--- PROBLEM REQUIREMENTS ---
Go through the records that follow and tally the lines with "else" in them; answer with the number alone.
╭─ DATA SUPPLIED
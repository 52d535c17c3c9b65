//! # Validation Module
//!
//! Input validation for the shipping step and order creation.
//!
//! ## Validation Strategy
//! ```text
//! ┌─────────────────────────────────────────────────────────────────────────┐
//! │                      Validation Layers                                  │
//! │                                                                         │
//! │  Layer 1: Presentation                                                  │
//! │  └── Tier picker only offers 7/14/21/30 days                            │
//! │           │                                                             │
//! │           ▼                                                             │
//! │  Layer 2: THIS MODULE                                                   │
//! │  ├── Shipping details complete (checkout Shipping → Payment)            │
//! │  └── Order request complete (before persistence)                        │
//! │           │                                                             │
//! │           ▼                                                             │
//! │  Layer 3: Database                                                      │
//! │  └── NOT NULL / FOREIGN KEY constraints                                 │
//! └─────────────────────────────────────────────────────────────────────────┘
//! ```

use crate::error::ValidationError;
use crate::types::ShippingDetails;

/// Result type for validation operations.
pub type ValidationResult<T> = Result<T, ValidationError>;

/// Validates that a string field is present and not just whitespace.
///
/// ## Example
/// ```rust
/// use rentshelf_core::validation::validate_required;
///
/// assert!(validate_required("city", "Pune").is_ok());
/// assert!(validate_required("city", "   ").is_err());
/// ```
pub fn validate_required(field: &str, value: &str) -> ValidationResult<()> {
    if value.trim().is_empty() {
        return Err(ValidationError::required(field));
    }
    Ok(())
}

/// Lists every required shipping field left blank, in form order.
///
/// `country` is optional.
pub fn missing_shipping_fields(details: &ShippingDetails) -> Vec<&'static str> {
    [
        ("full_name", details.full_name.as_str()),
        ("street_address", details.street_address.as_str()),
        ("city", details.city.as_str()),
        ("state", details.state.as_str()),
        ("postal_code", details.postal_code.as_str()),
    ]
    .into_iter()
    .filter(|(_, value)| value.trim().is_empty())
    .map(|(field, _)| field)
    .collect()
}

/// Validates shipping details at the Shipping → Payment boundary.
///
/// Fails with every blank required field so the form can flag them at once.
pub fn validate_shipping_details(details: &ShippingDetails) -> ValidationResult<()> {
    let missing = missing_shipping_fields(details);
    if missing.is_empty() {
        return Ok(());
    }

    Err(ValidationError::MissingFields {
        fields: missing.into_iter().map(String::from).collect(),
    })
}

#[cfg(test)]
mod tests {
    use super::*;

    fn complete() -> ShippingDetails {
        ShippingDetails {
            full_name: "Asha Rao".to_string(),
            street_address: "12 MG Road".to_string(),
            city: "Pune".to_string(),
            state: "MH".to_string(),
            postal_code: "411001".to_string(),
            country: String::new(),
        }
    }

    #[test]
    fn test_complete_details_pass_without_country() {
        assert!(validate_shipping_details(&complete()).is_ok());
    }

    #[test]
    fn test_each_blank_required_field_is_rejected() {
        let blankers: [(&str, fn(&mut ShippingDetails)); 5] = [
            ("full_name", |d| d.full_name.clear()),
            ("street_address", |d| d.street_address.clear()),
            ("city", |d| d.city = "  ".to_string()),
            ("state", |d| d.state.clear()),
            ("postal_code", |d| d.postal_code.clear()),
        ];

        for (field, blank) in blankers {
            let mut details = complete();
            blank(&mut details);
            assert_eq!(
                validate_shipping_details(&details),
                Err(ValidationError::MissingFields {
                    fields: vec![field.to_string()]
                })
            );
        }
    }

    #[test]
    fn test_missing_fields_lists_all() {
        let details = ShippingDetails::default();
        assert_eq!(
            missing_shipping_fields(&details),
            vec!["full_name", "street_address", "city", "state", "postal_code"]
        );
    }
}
╰─
╭─ DATA SUPPLIED
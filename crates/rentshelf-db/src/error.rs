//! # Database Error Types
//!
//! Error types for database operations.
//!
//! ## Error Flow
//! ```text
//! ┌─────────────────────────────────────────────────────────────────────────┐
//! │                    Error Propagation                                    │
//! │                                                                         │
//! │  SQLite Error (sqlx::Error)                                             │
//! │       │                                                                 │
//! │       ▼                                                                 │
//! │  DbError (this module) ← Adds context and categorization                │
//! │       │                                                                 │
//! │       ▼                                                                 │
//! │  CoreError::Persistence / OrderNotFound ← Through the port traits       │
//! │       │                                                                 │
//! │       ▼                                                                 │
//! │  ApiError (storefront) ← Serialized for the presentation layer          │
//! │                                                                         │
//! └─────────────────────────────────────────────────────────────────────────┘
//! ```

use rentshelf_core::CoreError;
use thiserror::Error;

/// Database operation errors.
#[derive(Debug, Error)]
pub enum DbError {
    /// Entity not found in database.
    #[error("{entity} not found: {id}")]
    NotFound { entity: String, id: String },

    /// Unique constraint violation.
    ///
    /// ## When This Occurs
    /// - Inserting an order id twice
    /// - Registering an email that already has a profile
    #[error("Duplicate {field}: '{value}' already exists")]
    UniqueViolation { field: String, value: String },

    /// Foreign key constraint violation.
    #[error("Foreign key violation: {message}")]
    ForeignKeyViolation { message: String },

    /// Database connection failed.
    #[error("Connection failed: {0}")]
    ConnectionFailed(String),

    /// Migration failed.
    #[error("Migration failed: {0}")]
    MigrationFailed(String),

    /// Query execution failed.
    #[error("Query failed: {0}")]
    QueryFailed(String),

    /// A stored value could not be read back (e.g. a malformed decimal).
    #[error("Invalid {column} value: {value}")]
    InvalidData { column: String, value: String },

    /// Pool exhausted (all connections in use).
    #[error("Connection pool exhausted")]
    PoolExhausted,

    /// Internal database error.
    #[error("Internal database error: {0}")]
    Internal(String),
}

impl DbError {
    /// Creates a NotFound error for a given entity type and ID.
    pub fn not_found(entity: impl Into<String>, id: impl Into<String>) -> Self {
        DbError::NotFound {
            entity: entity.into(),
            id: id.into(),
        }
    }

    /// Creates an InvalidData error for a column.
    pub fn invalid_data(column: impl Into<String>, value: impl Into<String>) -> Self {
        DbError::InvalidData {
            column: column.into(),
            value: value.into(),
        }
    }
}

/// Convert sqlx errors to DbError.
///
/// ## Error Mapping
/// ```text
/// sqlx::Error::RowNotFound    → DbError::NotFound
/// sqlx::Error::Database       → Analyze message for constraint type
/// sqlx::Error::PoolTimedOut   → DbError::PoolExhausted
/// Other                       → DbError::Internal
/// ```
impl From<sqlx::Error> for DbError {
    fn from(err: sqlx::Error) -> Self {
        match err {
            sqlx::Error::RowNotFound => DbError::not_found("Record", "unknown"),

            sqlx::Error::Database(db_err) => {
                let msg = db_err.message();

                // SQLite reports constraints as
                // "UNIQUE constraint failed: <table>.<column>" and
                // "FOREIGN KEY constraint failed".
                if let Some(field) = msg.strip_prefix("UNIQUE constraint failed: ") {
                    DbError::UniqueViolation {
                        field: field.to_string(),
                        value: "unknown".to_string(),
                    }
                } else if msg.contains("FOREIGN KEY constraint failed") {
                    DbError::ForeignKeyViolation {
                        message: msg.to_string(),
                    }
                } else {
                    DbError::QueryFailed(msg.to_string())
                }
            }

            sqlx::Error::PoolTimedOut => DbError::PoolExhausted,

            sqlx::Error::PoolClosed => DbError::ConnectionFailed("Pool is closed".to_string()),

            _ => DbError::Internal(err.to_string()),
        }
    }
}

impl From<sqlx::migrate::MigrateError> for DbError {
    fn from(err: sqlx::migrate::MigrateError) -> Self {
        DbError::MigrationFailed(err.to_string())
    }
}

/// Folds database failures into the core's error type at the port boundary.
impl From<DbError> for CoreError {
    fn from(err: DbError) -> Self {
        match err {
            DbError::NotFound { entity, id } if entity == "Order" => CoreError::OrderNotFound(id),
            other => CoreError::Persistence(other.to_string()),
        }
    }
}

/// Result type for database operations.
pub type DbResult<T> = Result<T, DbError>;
╰─
╭─ DATA SUPPLIED
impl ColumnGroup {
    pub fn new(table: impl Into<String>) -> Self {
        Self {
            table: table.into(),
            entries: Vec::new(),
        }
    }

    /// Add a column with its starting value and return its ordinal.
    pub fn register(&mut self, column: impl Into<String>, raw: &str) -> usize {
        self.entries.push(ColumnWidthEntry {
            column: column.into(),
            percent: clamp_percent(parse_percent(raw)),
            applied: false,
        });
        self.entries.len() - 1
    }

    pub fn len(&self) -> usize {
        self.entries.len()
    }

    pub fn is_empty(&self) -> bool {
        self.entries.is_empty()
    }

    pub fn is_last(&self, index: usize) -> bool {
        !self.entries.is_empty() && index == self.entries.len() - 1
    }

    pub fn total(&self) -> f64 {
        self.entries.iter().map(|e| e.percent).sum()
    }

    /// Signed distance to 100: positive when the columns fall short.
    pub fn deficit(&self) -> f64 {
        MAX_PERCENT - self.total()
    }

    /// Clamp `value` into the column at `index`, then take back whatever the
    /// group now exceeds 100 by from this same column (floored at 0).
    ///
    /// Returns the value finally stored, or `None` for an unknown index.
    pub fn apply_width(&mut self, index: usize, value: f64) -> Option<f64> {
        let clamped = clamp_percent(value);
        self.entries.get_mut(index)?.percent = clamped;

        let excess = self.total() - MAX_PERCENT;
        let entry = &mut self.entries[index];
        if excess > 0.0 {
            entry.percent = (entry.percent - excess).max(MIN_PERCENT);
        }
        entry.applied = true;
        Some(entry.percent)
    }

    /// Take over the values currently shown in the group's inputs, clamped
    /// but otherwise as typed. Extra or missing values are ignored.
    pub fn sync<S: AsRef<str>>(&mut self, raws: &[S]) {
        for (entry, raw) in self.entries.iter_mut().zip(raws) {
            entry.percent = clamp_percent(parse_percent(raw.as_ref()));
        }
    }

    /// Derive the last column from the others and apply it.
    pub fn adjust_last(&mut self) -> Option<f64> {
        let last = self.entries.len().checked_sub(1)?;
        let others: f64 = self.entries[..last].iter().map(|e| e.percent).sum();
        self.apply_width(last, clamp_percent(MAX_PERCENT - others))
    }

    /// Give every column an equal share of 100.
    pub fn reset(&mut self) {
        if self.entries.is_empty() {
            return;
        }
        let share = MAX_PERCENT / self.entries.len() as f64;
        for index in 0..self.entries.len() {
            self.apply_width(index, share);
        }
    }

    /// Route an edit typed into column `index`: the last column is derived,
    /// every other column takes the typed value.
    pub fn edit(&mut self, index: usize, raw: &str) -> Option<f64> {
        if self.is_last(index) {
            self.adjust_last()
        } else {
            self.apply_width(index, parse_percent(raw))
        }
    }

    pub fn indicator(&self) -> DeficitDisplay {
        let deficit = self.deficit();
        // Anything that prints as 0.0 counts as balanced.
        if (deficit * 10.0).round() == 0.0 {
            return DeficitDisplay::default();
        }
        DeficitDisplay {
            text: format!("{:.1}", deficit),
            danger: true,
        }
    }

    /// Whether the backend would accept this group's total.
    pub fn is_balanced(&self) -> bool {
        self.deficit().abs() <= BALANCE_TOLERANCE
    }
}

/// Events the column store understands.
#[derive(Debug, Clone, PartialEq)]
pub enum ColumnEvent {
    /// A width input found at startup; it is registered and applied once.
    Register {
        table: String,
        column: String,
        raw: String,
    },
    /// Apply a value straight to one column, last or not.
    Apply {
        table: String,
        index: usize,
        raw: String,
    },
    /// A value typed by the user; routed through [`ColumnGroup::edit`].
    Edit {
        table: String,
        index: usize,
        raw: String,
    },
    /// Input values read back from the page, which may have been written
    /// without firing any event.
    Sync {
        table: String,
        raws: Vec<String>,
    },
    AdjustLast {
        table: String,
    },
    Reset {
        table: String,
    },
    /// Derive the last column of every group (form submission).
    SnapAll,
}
╰─
--- RESPONSE BELOW ---
3